I reported this to Apple using its Feedback system on 29 March 2020, in FB7644127. In the period of nearly four months since, I have received no acknowledgement of my report, nor any communication from Apple concerning this problem.

Since that report, firmware updates have come and gone, and many of your iMac17,1 systems remain stubbornly stuck on the last firmware they were running in Mojave, a year ago. You send me reports of what happens when you raise your out-of-date firmware with Apple Support: many are told incorrectly that version 170.0.0.0.0 is the latest, or the last version that model supports. A few have been lucky enough to have their problem ‘escalated’, only for it to peter out without any resolution.

With Big Sur now in beta-testing, many of you with iMac17,1 models and outdated firmware are wondering whether your iMac will successfully upgrade to the new version of macOS when it’s released later this year, and if so, whether your Mac’s firmware will update then. The iMac17,1 is comfortably within the list of models supported by Big Sur, which goes back to iMacs released in 2014. It’s also still a model which is officially supported by Apple, and will be for another couple of years.

There is one potential fix for this problem, which should always force a firmware update, actually a complete re-installation. That is to download the latest full Catalina installer, follow the instructions here to create a bootable installer, start up from that, and completely reformat the internal storage of your iMac. In doing so, the old firmware should be removed, and current firmware installed in its place. That is a long and protracted solution to a problem which Apple hasn’t even acknowledged, though.

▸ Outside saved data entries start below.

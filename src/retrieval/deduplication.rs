//! Result deduplication by content identity

use crate::retrieval::ScoredChunk;
use ahash::AHashSet;

/// Drop repeated chunks, keeping the first occurrence
///
/// Two hits are the same chunk when they share source file and text, even
/// under different ids (a session upload of a file already in the corpus).
pub fn deduplicate_chunks(chunks: Vec<ScoredChunk>) -> Vec<ScoredChunk> {
    let mut seen: AHashSet<(String, String)> = AHashSet::with_capacity(chunks.len());

    chunks
        .into_iter()
        .filter(|hit| seen.insert((hit.chunk.source_file.clone(), hit.chunk.text.clone())))
        .collect()
}

#[cfg(test)]
mod tests {
    use super::*;
    use crate::chunking::Chunk;

    fn hit(id: u64, source: &str, text: &str, score: f32) -> ScoredChunk {
        ScoredChunk {
            id,
            chunk: Chunk::new(text, source, 0),
            score,
        }
    }

    #[test]
    fn test_deduplication_keeps_first() {
        let deduped = deduplicate_chunks(vec![
            hit(1, "a.txt", "text1", 0.9),
            hit(2, "a.txt", "text2", 0.8),
            hit(7, "a.txt", "text1", 0.7),
        ]);

        assert_eq!(deduped.len(), 2);
        assert_eq!(deduped[0].id, 1);
        assert_eq!(deduped[0].score, 0.9);
    }

    #[test]
    fn test_same_text_different_source_is_kept() {
        let deduped = deduplicate_chunks(vec![
            hit(1, "a.txt", "shared clause", 0.9),
            hit(2, "b.txt", "shared clause", 0.8),
        ]);
        assert_eq!(deduped.len(), 2);
    }
}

Of course, it could be that Apple knows that little of any consequence has changed between firmware versions 170.0.0.0.0 and 428.0.0.0.0. I’d be surprised it that were the case, that there have been no security or bug fixes in all that period. Yet only three years ago, faced with chaotically out-of-date firmware on many Macs including my iMac17,1, Apple introduced eficheck to ensure that all Macs were running current firmware versions. It was Rich Smith and Pepijn Bruienne of Duo Security whose report was the spur to this concern over firmware, following which Bruienne left Duo to work for Apple.

It’s high time that Apple explained what’s going on with the firmware in the iMac17,1.